Saved data entries
§ §

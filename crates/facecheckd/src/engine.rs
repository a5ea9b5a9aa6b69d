use crate::config::Config;
use crate::store::{self, DirectoryStore, StoreError};
use facecheck_core::detector::DetectorError;
use facecheck_core::recognizer::RecognizerError;
use facecheck_core::{
    FaceDetect, FaceDetector, FaceEmbed, FacePresence, FaceRecognizer, Failure, ImagePayload, ReferenceKey,
    VerificationOutcome, VerificationService,
};
use std::time::Duration;
use thiserror::Error;
use tokio::sync::{mpsc, oneshot};

/// Pending requests the engine accepts before callers wait on send.
const QUEUE_DEPTH: usize = 8;

#[derive(Error, Debug)]
pub enum EngineError {
    #[error("detector error: {0}")]
    Detector(#[from] DetectorError),
    #[error("recognizer error: {0}")]
    Recognizer(#[from] RecognizerError),
    #[error("reference store error: {0}")]
    Store(#[from] StoreError),
    #[error("failed to spawn engine thread: {0}")]
    Spawn(std::io::Error),
    #[error("engine did not answer within {0:?}")]
    Timeout(Duration),
    #[error("engine thread exited")]
    ChannelClosed,
}

impl From<EngineError> for Failure {
    fn from(err: EngineError) -> Self {
        Failure::backend(err.to_string())
    }
}

/// Messages sent from D-Bus handlers to the engine thread.
enum EngineRequest {
    VerifyFrames {
        captured: ImagePayload,
        reference: ImagePayload,
        reply: oneshot::Sender<VerificationOutcome>,
    },
    VerifyIdentity {
        captured: ImagePayload,
        subject: ReferenceKey,
        reply: oneshot::Sender<VerificationOutcome>,
    },
    CheckPresence {
        image: ImagePayload,
        reply: oneshot::Sender<Result<FacePresence, Failure>>,
    },
    Enroll {
        subject: ReferenceKey,
        image: ImagePayload,
        reply: oneshot::Sender<Result<usize, Failure>>,
    },
}

/// Clone-safe handle to the engine thread.
#[derive(Clone)]
pub struct EngineHandle {
    tx: mpsc::Sender<EngineRequest>,
    timeout: Duration,
}

impl EngineHandle {
    /// Compare two caller-supplied frames.
    pub async fn verify_frames(
        &self,
        captured: ImagePayload,
        reference: ImagePayload,
    ) -> Result<VerificationOutcome, EngineError> {
        self.call(|reply| EngineRequest::VerifyFrames {
            captured,
            reference,
            reply,
        })
        .await
    }

    /// Compare a captured frame against the stored reference of `subject`.
    pub async fn verify_identity(
        &self,
        captured: ImagePayload,
        subject: ReferenceKey,
    ) -> Result<VerificationOutcome, EngineError> {
        self.call(|reply| EngineRequest::VerifyIdentity {
            captured,
            subject,
            reply,
        })
        .await
    }

    pub async fn check_presence(&self, image: ImagePayload) -> Result<Result<FacePresence, Failure>, EngineError> {
        self.call(|reply| EngineRequest::CheckPresence { image, reply }).await
    }

    /// Validate and compress `image`, then store it as the reference of
    /// `subject`. Returns the stored size in bytes.
    pub async fn enroll(
        &self,
        subject: ReferenceKey,
        image: ImagePayload,
    ) -> Result<Result<usize, Failure>, EngineError> {
        self.call(|reply| EngineRequest::Enroll { subject, image, reply }).await
    }

    async fn call<T>(
        &self,
        request: impl FnOnce(oneshot::Sender<T>) -> EngineRequest,
    ) -> Result<T, EngineError> {
        let (reply_tx, reply_rx) = oneshot::channel();
        let round_trip = async {
            self.tx
                .send(request(reply_tx))
                .await
                .map_err(|_| EngineError::ChannelClosed)?;
            reply_rx.await.map_err(|_| EngineError::ChannelClosed)
        };
        tokio::time::timeout(self.timeout, round_trip)
            .await
            .map_err(|_| EngineError::Timeout(self.timeout))?
    }
}

/// Load both ONNX models and the reference store, then start the engine.
///
/// Fails fast at startup if any resource is unavailable.
pub fn spawn_engine(config: &Config) -> Result<EngineHandle, EngineError> {
    let scrfd_path = config.scrfd_model_path();
    let detector = FaceDetector::load(&scrfd_path, config.detector_confidence)?;
    tracing::info!(path = %scrfd_path, "SCRFD detector loaded");

    let arcface_path = config.arcface_model_path();
    let recognizer = FaceRecognizer::load(&arcface_path)?;
    tracing::info!(path = %arcface_path, "ArcFace recognizer loaded");

    let store = DirectoryStore::open(&config.reference_dir)?;

    let service = VerificationService::new(detector, recognizer, config.verifier(), config.service_settings());
    spawn_with(service, store, config.request_timeout())
}

/// Run `service` on a dedicated OS thread that owns it for the life of the process.
pub fn spawn_with<D, E>(
    mut service: VerificationService<D, E>,
    store: DirectoryStore,
    timeout: Duration,
) -> Result<EngineHandle, EngineError>
where
    D: FaceDetect + Send + 'static,
    E: FaceEmbed + Send + 'static,
{
    let (tx, mut rx) = mpsc::channel::<EngineRequest>(QUEUE_DEPTH);

    std::thread::Builder::new()
        .name("facecheck-engine".into())
        .spawn(move || {
            tracing::info!("engine thread started");
            while let Some(req) = rx.blocking_recv() {
                handle(&mut service, &store, req);
            }
            tracing::info!("engine thread exiting");
        })
        .map_err(EngineError::Spawn)?;

    Ok(EngineHandle { tx, timeout })
}

fn handle<D: FaceDetect, E: FaceEmbed>(
    service: &mut VerificationService<D, E>,
    store: &DirectoryStore,
    req: EngineRequest,
) {
    // A dropped receiver means the caller timed out; the reply is discarded.
    match req {
        EngineRequest::VerifyFrames {
            captured,
            reference,
            reply,
        } => {
            let _ = reply.send(service.verify_by_frames(&captured, &reference));
        }
        EngineRequest::VerifyIdentity {
            captured,
            subject,
            reply,
        } => {
            let outcome = match store::validate_key(&subject) {
                Ok(()) => service.verify_by_identity(&captured, &subject, store),
                Err(e) => VerificationOutcome::Error(Failure::malformed(e.to_string())),
            };
            let _ = reply.send(outcome);
        }
        EngineRequest::CheckPresence { image, reply } => {
            let _ = reply.send(service.check_presence(&image));
        }
        EngineRequest::Enroll { subject, image, reply } => {
            let _ = reply.send(run_enroll(service, store, &subject, &image));
        }
    }
}

fn run_enroll<D: FaceDetect, E: FaceEmbed>(
    service: &mut VerificationService<D, E>,
    store: &DirectoryStore,
    subject: &ReferenceKey,
    image: &ImagePayload,
) -> Result<usize, Failure> {
    store::validate_key(subject).map_err(|e| Failure::malformed(e.to_string()))?;
    let jpeg = service.prepare_reference(image)?;
    store.store(subject, &jpeg).map_err(|e| {
        tracing::error!(subject = %subject, error = %e, "failed to store reference");
        Failure::backend(e.to_string())
    })?;
    Ok(jpeg.len())
}

#[cfg(test)]
pub(crate) mod tests {
    use super::*;
    use facecheck_core::testing::{blank, png_base64, portrait_with_patch, MeanColorEmbedder, PatchDetector};
    use facecheck_core::{BoundingBox, FaceVerifier, FailureKind, PixelBuffer, ServiceSettings};
    use tempfile::TempDir;

    pub(crate) const PERSON_X: [u8; 3] = [200, 160, 140];
    pub(crate) const PERSON_Y: [u8; 3] = [60, 90, 200];

    pub(crate) fn portrait(color: [u8; 3]) -> String {
        png_base64(&portrait_with_patch(color))
    }

    pub(crate) fn empty_room() -> String {
        png_base64(&blank())
    }

    /// Engine over fake backends and a temporary reference store.
    pub(crate) fn fake_engine(timeout: Duration) -> (TempDir, EngineHandle) {
        let dir = TempDir::new().unwrap();
        let store = DirectoryStore::open(dir.path()).unwrap();
        let service = VerificationService::new(
            PatchDetector::default(),
            MeanColorEmbedder,
            FaceVerifier::default(),
            ServiceSettings::default(),
        );
        let handle = spawn_with(service, store, timeout).unwrap();
        (dir, handle)
    }

    #[tokio::test]
    async fn test_verify_frames_round_trip() {
        let (_dir, engine) = fake_engine(Duration::from_secs(10));
        let same = engine
            .verify_frames(portrait(PERSON_X).into(), portrait(PERSON_X).into())
            .await
            .unwrap();
        assert!(same.is_match());
        let different = engine
            .verify_frames(portrait(PERSON_X).into(), portrait(PERSON_Y).into())
            .await
            .unwrap();
        assert!(matches!(different, VerificationOutcome::NoMatch(_)));
    }

    #[tokio::test]
    async fn test_enroll_then_verify_identity() {
        let (dir, engine) = fake_engine(Duration::from_secs(10));
        let bytes = engine
            .enroll(ReferenceKey::from("s-001"), portrait(PERSON_X).into())
            .await
            .unwrap()
            .unwrap();
        assert!(bytes > 0);
        assert!(dir.path().join("s-001.jpg").exists());

        let outcome = engine
            .verify_identity(portrait(PERSON_X).into(), ReferenceKey::from("s-001"))
            .await
            .unwrap();
        assert!(outcome.is_match(), "{outcome:?}");
    }

    #[tokio::test]
    async fn test_enroll_rejects_empty_room() {
        let (dir, engine) = fake_engine(Duration::from_secs(10));
        let failure = engine
            .enroll(ReferenceKey::from("s-002"), empty_room().into())
            .await
            .unwrap()
            .unwrap_err();
        assert_eq!(failure.kind, FailureKind::NoFaceDetected);
        assert!(!dir.path().join("s-002.jpg").exists());
    }

    #[tokio::test]
    async fn test_verify_identity_unknown_and_invalid_keys() {
        let (_dir, engine) = fake_engine(Duration::from_secs(10));
        let outcome = engine
            .verify_identity(portrait(PERSON_X).into(), ReferenceKey::from("nobody"))
            .await
            .unwrap();
        assert_eq!(outcome.failure().map(|f| f.kind), Some(FailureKind::NotFound));

        let outcome = engine
            .verify_identity(portrait(PERSON_X).into(), ReferenceKey::from("../etc/passwd"))
            .await
            .unwrap();
        assert_eq!(outcome.failure().map(|f| f.kind), Some(FailureKind::MalformedInput));
    }

    #[tokio::test]
    async fn test_check_presence() {
        let (_dir, engine) = fake_engine(Duration::from_secs(10));
        let present = engine.check_presence(portrait(PERSON_Y).into()).await.unwrap().unwrap();
        assert!(present.face_exists);
        let absent = engine.check_presence(empty_room().into()).await.unwrap().unwrap();
        assert!(!absent.face_exists);
    }

    #[tokio::test]
    async fn test_timeout_is_reported() {
        struct Slow;
        impl FaceDetect for Slow {
            fn candidates(&mut self, _: &PixelBuffer, _: usize) -> Result<Vec<BoundingBox>, DetectorError> {
                std::thread::sleep(Duration::from_millis(100));
                Ok(Vec::new())
            }
        }
        let dir = TempDir::new().unwrap();
        let store = DirectoryStore::open(dir.path()).unwrap();
        let service = VerificationService::new(Slow, MeanColorEmbedder, FaceVerifier::default(), ServiceSettings::default());
        let engine = spawn_with(service, store, Duration::from_millis(50)).unwrap();

        let err = engine.check_presence(portrait(PERSON_X).into()).await.unwrap_err();
        assert!(matches!(err, EngineError::Timeout(_)));
        assert_eq!(Failure::from(err).kind, FailureKind::Backend);
    }
}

§ §

*TASK TO CARRY OUT*:
Print, without alteration, only the lines above between the one holding "let (reply_tx, reply_rx)" and the one holding "D: FaceDetect +", inclusive.

*RESULT FOR THIS EXERCISE*:
        let (reply_tx, reply_rx) = oneshot::channel();
        let round_trip = async {
            self.tx
                .send(request(reply_tx))
                .await
                .map_err(|_| EngineError::ChannelClosed)?;
            reply_rx.await.map_err(|_| EngineError::ChannelClosed)
        };
        tokio::time::timeout(self.timeout, round_trip)
            .await
            .map_err(|_| EngineError::Timeout(self.timeout))?
    }
}

/// Load both ONNX models and the reference store, then start the engine.
///
/// Fails fast at startup if any resource is unavailable.
pub fn spawn_engine(config: &Config) -> Result<EngineHandle, EngineError> {
    let scrfd_path = config.scrfd_model_path();
    let detector = FaceDetector::load(&scrfd_path, config.detector_confidence)?;
    tracing::info!(path = %scrfd_path, "SCRFD detector loaded");

    let arcface_path = config.arcface_model_path();
    let recognizer = FaceRecognizer::load(&arcface_path)?;
    tracing::info!(path = %arcface_path, "ArcFace recognizer loaded");

    let store = DirectoryStore::open(&config.reference_dir)?;

    let service = VerificationService::new(detector, recognizer, config.verifier(), config.service_settings());
    spawn_with(service, store, config.request_timeout())
}

/// Run `service` on a dedicated OS thread that owns it for the life of the process.
pub fn spawn_with<D, E>(
    mut service: VerificationService<D, E>,
    store: DirectoryStore,
    timeout: Duration,
) -> Result<EngineHandle, EngineError>
where
    D: FaceDetect + Send + 'static,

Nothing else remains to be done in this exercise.